____ Available records

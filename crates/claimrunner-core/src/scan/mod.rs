//! Periodic re-scan of the active tab.
//!
//! Each scan extracts candidate links from the active tab, drops the ones
//! already claimed (durably or on the page) and caches the rest.

mod filter;

pub use filter::{filter_unclaimed, host_matches};

use std::sync::{Arc, Weak};

use chrono::{DateTime, Utc};
use parking_lot::Mutex;
use serde::{Deserialize, Serialize};
use tokio::time::MissedTickBehavior;
use tokio_util::sync::{CancellationToken, DropGuard};
use tracing::{debug, info, warn};

use claimrunner_config::ScanConfig;
use claimrunner_protocols::{ClaimId, LinkCandidate, PageProbe, TabHost};

use crate::claimed::ClaimedSet;

/// Result of one scan tick.
#[derive(Debug, Clone, PartialEq, Eq, Serialize, Deserialize)]
#[serde(tag = "status", rename_all = "snake_case")]
pub enum ScanOutcome {
    /// Nothing was probed and the cached results are untouched.
    Skipped { reason: String },
    Completed {
        found: usize,
        retained: usize,
        /// Page-claimed ids newly merged into the durable set.
        persisted: usize,
    },
    /// Link extraction failed; the cached results are untouched.
    Failed { error: String },
}

impl ScanOutcome {
    fn skipped(reason: &str) -> Self {
        ScanOutcome::Skipped {
            reason: reason.to_string(),
        }
    }
}

#[derive(Debug, Clone, PartialEq, Eq, Serialize, Deserialize)]
#[serde(rename_all = "camelCase")]
pub struct ScanReport {
    pub at: DateTime<Utc>,
    pub outcome: ScanOutcome,
}

#[derive(Default)]
struct ScanState {
    /// Cancels the periodic task when dropped.
    task: Option<DropGuard>,
    results: Vec<LinkCandidate>,
    last: Option<ScanReport>,
}

struct Inner {
    tabs: Arc<dyn TabHost>,
    probe: Arc<dyn PageProbe>,
    claimed: Arc<ClaimedSet>,
    config: ScanConfig,
    state: Mutex<ScanState>,
}

#[derive(Clone)]
pub struct AutoScanner {
    inner: Arc<Inner>,
}

impl AutoScanner {
    pub fn new(
        tabs: Arc<dyn TabHost>,
        probe: Arc<dyn PageProbe>,
        claimed: Arc<ClaimedSet>,
        config: ScanConfig,
    ) -> Self {
        Self {
            inner: Arc::new(Inner {
                tabs,
                probe,
                claimed,
                config,
                state: Mutex::new(ScanState::default()),
            }),
        }
    }

    /// Start the periodic task. The first scan runs immediately.
    ///
    /// Returns `false` if scanning was already enabled.
    pub fn enable(&self) -> bool {
        let mut state = self.inner.state.lock();
        if state.task.is_some() {
            return false;
        }

        let cancel = CancellationToken::new();
        let period = self.inner.config.interval();
        let weak: Weak<Inner> = Arc::downgrade(&self.inner);
        let token = cancel.clone();
        tokio::spawn(async move {
            let mut ticker = tokio::time::interval(period);
            ticker.set_missed_tick_behavior(MissedTickBehavior::Delay);
            loop {
                tokio::select! {
                    _ = token.cancelled() => break,
                    _ = ticker.tick() => {
                        let Some(inner) = weak.upgrade() else { break };
                        AutoScanner { inner }.scan_now().await;
                    }
                }
            }
            debug!("Auto-scan task stopped");
        });

        state.task = Some(cancel.drop_guard());
        info!("Auto-scan enabled (every {} min)", self.inner.config.interval_minutes);
        true
    }

    /// Stop the periodic task. Returns `false` if it was not running.
    pub fn disable(&self) -> bool {
        let task = self.inner.state.lock().task.take();
        match task {
            Some(guard) => {
                drop(guard);
                info!("Auto-scan disabled");
                true
            }
            None => false,
        }
    }

    pub fn is_enabled(&self) -> bool {
        self.inner.state.lock().task.is_some()
    }

    /// Candidates retained by the most recent completed scan.
    pub fn results(&self) -> Vec<LinkCandidate> {
        self.inner.state.lock().results.clone()
    }

    pub fn last_scan(&self) -> Option<ScanReport> {
        self.inner.state.lock().last.clone()
    }

    /// Drop cached candidates carrying `id`.
    pub fn forget(&self, id: ClaimId) {
        self.inner
            .state
            .lock()
            .results
            .retain(|c| c.id != Some(id));
    }

    /// Run one scan right away.
    pub async fn scan_now(&self) -> ScanOutcome {
        let outcome = self.scan_once().await;
        match &outcome {
            ScanOutcome::Completed { found, retained, .. } => {
                info!("Auto-scan: {} links, {} unclaimed", found, retained)
            }
            ScanOutcome::Skipped { reason } => debug!("Auto-scan skipped: {}", reason),
            ScanOutcome::Failed { error } => warn!("Auto-scan failed: {}", error),
        }
        self.inner.state.lock().last = Some(ScanReport {
            at: Utc::now(),
            outcome: outcome.clone(),
        });
        outcome
    }

    async fn scan_once(&self) -> ScanOutcome {
        let inner = &self.inner;

        let tab = match inner.tabs.active_tab().await {
            Ok(Some(tab)) => tab,
            Ok(None) => return ScanOutcome::skipped("no_active_tab"),
            Err(e) => {
                debug!("Active tab lookup failed: {}", e);
                return ScanOutcome::skipped("no_active_tab");
            }
        };

        match host_matches(&tab.url, &inner.config.target_host) {
            Some(true) => {}
            Some(false) => return ScanOutcome::skipped("host_mismatch"),
            None => return ScanOutcome::skipped("unparseable_url"),
        }

        let page_claimed = match inner.probe.claimed_on_page(&tab).await {
            Ok(ids) => ids,
            Err(e) => {
                debug!("Claimed-on-page probe failed, using stored set only: {}", e);
                Vec::new()
            }
        };

        let links = match inner.probe.extract_links(&tab).await {
            Ok(links) => links,
            Err(e) => {
                return ScanOutcome::Failed {
                    error: e.to_string(),
                }
            }
        };
        let found = links.len();

        let mut retained = filter_unclaimed(links, &inner.claimed.set(), &page_claimed);
        let retained_count = {
            let mut state = inner.state.lock();
            // Ids recorded while the page was being read were already forgotten.
            retained.retain(|c| c.id.is_none_or(|id| !inner.claimed.contains(id)));
            let count = retained.len();
            state.results = retained;
            count
        };

        let persisted = if inner.config.persist_page_claims && !page_claimed.is_empty() {
            inner.claimed.merge(page_claimed).await
        } else {
            0
        };

        ScanOutcome::Completed {
            found,
            retained: retained_count,
            persisted,
        }
    }
}

#[cfg(test)]
#[path = "scan_tests.rs"]
mod tests;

________

Task goal:
For each line in the records that holds "ClaimId", show that line as it stands.

Your solution:
use claimrunner_protocols::{ClaimId, LinkCandidate, PageProbe, TabHost};
    pub fn forget(&self, id: ClaimId) {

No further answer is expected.